DIRECTIONS:
State how many lines in the records below include the word "FORBIDDEN". Give nothing but that number.

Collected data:
↓
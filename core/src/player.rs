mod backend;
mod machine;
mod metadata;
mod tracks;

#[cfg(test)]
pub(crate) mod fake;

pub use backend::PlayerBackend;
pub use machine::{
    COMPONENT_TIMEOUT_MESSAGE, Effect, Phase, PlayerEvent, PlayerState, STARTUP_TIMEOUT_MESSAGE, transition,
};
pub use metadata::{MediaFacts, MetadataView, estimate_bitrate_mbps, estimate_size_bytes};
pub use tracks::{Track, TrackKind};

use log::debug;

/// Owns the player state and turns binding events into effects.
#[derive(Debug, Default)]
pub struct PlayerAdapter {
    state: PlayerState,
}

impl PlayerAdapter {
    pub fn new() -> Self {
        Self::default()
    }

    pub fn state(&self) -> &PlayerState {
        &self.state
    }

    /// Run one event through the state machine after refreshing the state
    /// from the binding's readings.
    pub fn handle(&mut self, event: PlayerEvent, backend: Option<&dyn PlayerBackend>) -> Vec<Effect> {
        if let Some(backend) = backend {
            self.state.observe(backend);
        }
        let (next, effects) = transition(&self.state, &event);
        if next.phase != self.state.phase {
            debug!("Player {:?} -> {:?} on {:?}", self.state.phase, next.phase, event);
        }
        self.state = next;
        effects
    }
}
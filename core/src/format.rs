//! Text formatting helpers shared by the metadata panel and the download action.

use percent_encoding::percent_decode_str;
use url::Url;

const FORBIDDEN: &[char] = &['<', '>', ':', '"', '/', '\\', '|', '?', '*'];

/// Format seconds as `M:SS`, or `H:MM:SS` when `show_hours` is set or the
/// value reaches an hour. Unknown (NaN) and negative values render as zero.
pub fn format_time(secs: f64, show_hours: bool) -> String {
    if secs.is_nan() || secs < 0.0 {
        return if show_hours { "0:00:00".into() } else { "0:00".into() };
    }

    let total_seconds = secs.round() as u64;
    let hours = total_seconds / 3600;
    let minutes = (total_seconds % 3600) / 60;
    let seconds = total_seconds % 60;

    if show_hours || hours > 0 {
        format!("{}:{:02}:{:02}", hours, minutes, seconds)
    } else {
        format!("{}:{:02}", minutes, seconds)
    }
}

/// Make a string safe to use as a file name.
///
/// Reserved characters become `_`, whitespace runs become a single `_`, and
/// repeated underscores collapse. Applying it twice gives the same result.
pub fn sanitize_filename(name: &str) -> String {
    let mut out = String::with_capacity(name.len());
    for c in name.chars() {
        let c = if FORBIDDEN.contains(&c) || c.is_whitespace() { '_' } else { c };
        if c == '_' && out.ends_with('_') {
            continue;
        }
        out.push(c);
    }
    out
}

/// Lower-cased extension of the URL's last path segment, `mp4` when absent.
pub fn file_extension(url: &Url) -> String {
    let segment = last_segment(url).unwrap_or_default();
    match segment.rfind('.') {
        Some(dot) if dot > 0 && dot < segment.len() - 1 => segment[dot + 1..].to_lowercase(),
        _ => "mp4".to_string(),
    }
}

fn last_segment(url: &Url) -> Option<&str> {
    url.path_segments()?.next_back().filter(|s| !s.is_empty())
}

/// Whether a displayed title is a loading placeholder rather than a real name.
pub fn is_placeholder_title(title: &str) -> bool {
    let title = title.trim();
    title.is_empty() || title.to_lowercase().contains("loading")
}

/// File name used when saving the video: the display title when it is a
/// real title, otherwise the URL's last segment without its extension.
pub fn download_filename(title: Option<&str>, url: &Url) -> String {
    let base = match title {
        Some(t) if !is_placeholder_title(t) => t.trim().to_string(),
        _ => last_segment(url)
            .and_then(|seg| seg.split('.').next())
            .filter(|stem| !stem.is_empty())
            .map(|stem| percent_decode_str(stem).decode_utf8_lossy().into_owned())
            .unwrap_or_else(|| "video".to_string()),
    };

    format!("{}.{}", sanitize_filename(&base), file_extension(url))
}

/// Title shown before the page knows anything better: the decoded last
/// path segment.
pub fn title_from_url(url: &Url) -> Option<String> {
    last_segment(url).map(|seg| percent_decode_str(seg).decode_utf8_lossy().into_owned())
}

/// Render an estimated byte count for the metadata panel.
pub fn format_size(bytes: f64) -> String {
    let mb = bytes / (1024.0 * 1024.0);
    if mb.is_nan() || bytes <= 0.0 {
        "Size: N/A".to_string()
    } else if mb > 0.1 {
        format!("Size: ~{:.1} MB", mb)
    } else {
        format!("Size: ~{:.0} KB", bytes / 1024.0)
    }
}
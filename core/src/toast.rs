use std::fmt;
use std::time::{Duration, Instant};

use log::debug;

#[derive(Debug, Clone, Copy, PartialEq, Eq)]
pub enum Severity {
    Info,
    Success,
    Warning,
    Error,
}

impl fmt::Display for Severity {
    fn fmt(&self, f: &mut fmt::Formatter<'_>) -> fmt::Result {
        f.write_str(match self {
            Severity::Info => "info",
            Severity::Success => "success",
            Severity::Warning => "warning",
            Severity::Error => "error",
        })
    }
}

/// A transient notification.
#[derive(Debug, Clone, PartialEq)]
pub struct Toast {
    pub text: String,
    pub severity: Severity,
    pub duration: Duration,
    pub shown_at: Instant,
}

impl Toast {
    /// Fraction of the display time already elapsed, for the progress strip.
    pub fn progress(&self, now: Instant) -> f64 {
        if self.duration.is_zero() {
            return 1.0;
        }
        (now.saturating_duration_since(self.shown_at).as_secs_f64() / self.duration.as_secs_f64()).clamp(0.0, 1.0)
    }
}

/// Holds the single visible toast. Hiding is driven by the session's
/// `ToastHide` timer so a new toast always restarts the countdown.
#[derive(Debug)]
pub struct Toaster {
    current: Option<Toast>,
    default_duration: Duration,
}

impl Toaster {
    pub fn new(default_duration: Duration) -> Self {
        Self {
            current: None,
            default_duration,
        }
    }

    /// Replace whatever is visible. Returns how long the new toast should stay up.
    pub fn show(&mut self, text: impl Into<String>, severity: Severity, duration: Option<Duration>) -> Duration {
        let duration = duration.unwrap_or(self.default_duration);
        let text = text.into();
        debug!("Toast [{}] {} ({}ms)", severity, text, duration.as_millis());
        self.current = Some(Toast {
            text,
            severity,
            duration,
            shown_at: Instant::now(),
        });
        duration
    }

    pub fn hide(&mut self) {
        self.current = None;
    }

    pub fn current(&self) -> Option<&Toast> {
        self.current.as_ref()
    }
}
↑
RESPONSE:
2